- INPUT RECORDS:
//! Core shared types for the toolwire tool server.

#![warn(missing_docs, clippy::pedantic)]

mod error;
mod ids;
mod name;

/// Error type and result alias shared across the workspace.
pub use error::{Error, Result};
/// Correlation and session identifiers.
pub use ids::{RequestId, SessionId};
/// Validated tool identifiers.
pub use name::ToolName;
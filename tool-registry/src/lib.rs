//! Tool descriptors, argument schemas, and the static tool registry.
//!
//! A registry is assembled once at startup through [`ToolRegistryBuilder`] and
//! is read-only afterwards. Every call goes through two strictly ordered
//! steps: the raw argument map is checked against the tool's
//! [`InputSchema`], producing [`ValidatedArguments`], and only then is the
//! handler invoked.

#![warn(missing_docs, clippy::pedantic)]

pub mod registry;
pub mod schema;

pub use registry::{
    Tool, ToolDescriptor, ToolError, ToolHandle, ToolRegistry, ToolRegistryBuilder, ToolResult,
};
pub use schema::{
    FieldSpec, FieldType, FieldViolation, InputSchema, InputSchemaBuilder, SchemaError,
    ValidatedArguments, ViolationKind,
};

---

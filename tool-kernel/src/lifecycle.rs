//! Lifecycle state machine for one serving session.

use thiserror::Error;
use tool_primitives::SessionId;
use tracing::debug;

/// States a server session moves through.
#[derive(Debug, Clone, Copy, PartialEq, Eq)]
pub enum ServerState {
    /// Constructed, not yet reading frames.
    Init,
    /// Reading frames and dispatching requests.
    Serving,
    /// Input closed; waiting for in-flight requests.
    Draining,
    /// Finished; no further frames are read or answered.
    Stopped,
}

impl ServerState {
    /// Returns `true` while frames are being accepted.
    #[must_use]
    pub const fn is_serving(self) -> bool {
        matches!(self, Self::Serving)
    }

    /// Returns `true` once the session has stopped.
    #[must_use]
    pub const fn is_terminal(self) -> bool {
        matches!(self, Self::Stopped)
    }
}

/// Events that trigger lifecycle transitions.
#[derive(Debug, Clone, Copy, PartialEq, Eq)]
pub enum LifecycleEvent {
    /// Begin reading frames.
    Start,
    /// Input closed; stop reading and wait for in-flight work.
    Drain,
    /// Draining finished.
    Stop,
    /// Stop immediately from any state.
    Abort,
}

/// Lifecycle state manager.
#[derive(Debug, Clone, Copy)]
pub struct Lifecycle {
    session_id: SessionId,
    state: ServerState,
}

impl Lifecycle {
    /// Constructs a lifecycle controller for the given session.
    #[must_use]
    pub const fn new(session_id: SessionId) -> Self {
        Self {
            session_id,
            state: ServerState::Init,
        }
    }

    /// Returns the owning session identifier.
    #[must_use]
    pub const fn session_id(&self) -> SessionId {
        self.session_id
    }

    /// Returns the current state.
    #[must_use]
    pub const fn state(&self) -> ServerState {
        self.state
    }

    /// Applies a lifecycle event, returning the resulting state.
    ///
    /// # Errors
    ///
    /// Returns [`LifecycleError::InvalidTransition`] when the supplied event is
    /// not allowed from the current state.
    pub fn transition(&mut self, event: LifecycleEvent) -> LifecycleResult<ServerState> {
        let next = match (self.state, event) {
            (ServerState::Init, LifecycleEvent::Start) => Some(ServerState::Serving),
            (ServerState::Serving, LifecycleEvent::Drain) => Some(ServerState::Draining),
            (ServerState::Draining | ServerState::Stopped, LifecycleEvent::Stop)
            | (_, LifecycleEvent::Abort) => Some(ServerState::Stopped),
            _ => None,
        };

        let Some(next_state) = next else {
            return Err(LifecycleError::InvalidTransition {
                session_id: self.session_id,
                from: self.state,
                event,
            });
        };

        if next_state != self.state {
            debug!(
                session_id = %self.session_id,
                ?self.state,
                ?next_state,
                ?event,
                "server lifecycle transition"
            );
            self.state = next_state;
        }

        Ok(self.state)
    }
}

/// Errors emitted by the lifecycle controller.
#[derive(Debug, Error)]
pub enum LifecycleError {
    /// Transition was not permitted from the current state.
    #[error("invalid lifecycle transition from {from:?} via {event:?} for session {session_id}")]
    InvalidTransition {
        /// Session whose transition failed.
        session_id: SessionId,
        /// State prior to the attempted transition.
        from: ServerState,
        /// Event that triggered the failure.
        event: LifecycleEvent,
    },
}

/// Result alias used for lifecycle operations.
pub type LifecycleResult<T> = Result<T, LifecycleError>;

--

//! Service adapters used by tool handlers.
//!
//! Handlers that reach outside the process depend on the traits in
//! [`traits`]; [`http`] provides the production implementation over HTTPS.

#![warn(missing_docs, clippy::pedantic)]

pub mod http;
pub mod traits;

- WORK INSTRUCTIONS: Find each line in the records above that contains "closed", and copy it.

- SOLUTION FOR THIS TASK:
    /// Input closed; waiting for in-flight requests.
    /// Input closed; stop reading and wait for in-flight work.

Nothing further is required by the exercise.